■ Exercise brief ■
Which lines below include the string "Option"? Please show each one.

■ Record set ■
──────────────────────────────
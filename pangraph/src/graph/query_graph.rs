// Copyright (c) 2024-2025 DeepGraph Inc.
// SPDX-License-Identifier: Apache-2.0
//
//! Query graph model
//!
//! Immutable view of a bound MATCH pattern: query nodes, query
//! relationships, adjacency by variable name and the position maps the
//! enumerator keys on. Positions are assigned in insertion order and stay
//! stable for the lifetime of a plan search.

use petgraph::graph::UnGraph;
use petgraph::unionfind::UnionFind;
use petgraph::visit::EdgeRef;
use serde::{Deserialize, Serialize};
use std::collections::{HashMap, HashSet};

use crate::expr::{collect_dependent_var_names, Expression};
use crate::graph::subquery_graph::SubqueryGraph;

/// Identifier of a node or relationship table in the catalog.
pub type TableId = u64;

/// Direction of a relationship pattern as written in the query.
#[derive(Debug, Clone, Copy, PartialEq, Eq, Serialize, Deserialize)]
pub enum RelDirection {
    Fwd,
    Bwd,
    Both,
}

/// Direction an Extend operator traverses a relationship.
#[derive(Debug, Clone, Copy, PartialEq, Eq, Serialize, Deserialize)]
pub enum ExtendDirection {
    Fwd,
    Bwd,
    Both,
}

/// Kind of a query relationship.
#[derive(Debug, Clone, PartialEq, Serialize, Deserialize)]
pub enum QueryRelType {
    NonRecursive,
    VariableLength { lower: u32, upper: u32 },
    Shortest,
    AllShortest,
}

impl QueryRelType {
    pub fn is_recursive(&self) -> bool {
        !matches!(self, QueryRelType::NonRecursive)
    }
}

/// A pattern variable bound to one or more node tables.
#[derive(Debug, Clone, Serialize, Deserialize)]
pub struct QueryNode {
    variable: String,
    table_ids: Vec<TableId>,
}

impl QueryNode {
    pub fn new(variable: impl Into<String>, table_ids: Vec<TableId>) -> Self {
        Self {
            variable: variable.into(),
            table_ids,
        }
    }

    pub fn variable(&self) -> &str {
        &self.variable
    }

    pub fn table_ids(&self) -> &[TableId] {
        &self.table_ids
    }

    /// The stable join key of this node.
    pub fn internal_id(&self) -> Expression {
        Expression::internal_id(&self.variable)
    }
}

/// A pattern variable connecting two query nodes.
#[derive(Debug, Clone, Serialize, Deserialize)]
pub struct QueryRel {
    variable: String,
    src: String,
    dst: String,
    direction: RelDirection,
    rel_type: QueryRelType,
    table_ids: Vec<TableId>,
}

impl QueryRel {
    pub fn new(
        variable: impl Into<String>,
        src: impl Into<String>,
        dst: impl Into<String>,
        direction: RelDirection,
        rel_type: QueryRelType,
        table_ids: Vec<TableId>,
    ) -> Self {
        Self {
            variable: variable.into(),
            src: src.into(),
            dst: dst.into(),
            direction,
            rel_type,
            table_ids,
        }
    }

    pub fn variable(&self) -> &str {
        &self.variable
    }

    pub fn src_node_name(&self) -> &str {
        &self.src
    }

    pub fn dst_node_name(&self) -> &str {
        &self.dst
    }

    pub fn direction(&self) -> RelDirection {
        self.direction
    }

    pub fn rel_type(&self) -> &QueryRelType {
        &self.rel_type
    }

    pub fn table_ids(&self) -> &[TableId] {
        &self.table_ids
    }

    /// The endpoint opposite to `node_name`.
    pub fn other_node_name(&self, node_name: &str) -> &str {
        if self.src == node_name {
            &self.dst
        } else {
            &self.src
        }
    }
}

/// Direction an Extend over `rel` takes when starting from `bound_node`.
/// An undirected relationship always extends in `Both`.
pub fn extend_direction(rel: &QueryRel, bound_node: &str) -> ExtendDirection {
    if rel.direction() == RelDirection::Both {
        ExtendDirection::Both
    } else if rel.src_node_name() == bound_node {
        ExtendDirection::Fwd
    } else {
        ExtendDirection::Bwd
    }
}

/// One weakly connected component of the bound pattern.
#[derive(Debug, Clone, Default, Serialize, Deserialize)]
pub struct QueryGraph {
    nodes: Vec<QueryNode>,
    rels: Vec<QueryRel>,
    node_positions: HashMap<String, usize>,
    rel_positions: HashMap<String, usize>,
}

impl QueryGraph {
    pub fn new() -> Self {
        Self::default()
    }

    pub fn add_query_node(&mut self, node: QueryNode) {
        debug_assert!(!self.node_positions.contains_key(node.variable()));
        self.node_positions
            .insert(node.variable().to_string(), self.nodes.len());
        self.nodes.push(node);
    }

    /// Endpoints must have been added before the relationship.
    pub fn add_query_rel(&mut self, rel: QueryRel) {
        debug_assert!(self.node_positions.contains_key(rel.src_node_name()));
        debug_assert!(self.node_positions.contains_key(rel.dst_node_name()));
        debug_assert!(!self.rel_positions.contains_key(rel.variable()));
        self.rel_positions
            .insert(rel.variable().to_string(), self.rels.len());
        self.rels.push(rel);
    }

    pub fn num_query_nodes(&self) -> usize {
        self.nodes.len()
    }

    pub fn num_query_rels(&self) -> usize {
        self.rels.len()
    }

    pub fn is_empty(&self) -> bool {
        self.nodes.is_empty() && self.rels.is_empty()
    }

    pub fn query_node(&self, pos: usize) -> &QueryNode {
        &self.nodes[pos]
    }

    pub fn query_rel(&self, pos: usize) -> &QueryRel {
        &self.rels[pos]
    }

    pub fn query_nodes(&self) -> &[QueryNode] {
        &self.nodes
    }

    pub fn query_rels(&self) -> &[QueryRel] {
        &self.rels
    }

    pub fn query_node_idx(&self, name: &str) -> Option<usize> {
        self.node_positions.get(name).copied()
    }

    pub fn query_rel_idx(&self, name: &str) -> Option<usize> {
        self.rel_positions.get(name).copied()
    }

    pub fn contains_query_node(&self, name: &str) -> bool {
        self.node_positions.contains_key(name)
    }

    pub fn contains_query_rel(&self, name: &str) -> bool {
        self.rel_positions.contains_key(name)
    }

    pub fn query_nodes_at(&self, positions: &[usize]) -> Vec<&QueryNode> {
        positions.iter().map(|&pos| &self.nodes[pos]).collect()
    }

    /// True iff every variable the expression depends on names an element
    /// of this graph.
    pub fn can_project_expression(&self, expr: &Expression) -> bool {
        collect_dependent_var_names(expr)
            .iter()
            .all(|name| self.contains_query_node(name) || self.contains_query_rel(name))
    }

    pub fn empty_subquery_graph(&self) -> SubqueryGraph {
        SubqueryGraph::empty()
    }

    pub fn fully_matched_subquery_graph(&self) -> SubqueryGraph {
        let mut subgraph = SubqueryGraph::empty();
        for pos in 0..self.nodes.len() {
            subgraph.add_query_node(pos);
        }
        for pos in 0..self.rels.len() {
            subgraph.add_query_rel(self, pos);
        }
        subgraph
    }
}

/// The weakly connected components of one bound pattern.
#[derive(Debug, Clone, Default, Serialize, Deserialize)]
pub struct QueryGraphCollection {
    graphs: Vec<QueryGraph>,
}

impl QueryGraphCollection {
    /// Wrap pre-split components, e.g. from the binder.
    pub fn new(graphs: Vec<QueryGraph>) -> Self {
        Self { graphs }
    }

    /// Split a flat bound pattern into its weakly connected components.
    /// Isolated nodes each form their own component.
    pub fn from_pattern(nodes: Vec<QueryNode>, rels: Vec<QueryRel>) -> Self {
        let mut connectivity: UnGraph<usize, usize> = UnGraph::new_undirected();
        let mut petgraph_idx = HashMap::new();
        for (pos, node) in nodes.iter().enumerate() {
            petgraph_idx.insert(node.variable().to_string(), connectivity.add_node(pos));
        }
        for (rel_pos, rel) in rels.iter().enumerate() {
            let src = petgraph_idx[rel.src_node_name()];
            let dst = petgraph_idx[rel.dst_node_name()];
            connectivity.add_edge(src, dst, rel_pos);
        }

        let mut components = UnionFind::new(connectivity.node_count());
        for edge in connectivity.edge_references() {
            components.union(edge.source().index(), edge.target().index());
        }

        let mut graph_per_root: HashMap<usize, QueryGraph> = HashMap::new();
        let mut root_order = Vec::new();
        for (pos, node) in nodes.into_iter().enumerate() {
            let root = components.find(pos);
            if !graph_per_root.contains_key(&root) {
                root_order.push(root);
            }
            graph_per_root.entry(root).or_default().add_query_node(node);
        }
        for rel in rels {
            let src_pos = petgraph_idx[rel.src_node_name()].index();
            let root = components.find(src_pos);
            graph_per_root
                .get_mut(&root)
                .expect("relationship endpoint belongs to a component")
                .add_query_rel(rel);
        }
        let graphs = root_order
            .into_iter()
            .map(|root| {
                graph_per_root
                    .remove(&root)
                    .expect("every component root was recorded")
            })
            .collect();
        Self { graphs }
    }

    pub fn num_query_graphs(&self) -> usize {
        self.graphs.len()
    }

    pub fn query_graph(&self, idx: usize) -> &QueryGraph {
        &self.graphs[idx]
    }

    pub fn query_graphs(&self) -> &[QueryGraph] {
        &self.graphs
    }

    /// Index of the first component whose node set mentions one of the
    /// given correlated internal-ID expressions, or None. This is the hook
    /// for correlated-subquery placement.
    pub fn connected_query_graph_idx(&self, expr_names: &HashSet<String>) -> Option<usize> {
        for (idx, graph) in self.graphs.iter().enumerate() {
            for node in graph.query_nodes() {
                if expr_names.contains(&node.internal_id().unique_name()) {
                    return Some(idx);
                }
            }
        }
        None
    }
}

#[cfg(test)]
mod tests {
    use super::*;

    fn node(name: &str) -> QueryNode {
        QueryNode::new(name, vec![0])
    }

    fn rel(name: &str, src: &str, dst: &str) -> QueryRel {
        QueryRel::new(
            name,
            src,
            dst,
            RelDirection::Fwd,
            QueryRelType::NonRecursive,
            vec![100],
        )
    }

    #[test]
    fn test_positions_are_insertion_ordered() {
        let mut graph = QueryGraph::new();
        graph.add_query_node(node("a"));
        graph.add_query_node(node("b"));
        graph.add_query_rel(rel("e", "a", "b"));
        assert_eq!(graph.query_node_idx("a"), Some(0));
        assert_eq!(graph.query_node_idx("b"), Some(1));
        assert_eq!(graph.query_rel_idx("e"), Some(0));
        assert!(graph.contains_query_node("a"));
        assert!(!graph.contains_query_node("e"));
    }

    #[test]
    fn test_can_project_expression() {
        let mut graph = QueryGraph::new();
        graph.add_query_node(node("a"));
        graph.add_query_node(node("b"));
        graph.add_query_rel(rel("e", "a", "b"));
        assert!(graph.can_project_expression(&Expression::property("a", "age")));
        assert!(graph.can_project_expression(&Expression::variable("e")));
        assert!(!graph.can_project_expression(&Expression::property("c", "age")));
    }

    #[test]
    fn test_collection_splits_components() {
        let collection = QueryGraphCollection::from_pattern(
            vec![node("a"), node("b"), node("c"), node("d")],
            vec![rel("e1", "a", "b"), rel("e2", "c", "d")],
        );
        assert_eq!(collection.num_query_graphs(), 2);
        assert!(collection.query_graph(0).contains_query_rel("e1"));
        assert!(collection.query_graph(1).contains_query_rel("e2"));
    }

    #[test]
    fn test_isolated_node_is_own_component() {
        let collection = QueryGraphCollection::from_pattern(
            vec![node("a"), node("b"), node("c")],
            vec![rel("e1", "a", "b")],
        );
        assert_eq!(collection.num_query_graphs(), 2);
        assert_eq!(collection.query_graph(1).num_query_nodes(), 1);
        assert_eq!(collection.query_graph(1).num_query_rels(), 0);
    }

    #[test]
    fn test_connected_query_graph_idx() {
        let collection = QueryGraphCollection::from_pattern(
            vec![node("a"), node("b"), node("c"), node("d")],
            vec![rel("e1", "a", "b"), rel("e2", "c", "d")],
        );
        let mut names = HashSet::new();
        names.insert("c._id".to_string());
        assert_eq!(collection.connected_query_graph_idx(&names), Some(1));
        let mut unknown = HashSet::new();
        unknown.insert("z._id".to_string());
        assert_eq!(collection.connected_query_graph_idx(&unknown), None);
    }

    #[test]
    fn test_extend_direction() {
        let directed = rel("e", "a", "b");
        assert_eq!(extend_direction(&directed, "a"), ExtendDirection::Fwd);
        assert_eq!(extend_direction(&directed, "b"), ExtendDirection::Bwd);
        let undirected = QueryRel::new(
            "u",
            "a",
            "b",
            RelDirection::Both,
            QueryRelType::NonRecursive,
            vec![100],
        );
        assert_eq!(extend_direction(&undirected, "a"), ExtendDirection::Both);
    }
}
──────────────────────────────
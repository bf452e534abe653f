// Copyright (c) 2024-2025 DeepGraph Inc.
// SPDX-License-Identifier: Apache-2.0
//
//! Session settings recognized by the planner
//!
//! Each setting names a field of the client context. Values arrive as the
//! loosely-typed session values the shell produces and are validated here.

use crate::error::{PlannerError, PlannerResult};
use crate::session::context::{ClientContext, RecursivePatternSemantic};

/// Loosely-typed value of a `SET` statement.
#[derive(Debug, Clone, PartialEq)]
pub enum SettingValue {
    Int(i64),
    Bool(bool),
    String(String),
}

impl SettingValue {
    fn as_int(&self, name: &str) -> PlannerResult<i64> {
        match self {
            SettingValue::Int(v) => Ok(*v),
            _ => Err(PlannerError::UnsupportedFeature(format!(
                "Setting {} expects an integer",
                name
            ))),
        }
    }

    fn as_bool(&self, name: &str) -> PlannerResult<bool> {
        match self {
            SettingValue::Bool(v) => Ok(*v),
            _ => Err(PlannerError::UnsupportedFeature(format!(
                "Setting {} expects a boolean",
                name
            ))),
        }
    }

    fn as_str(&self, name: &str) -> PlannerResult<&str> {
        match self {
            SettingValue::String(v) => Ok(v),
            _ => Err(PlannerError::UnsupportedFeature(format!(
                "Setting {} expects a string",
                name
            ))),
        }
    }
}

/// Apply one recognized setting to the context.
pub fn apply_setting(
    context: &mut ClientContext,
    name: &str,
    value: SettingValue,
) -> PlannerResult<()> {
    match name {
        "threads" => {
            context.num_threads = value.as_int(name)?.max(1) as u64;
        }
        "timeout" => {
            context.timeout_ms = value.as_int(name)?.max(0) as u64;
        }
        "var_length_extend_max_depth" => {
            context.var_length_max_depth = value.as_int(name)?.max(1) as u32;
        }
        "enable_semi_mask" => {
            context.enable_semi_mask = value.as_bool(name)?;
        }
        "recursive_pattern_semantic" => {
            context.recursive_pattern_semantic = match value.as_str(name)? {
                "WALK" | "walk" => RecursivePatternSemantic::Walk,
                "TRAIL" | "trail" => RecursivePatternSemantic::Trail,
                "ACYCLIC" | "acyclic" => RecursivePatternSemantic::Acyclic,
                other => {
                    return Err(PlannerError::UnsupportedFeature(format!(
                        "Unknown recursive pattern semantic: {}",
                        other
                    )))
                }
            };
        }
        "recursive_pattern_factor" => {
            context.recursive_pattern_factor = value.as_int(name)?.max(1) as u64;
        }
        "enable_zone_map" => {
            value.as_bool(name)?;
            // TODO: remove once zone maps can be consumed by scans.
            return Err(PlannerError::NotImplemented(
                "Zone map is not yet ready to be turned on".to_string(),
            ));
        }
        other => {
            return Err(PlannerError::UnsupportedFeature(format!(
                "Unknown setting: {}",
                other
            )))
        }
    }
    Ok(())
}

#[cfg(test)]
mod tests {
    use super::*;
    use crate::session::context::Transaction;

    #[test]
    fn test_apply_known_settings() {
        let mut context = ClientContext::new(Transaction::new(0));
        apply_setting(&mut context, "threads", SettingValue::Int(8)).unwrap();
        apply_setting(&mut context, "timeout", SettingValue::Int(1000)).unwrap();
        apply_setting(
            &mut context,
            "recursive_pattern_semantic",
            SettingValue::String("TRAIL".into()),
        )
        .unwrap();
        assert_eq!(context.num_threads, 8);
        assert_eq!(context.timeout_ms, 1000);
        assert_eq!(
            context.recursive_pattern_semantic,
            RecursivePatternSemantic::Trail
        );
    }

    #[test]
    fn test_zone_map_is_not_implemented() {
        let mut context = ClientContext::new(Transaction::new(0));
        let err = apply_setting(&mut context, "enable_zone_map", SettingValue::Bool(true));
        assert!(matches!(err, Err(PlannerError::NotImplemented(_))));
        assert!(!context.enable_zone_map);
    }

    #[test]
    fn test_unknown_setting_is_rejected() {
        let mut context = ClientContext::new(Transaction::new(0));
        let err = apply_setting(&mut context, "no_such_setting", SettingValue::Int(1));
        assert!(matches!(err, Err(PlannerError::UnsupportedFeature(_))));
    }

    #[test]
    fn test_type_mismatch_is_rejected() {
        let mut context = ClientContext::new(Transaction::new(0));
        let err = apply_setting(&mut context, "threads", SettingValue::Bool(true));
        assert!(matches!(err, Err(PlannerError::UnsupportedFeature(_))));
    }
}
──────────────────────────────
■ Solution for this exercise ■
    pub fn query_node_idx(&self, name: &str) -> Option<usize> {
    pub fn query_rel_idx(&self, name: &str) -> Option<usize> {
    pub fn connected_query_graph_idx(&self, expr_names: &HashSet<String>) -> Option<usize> {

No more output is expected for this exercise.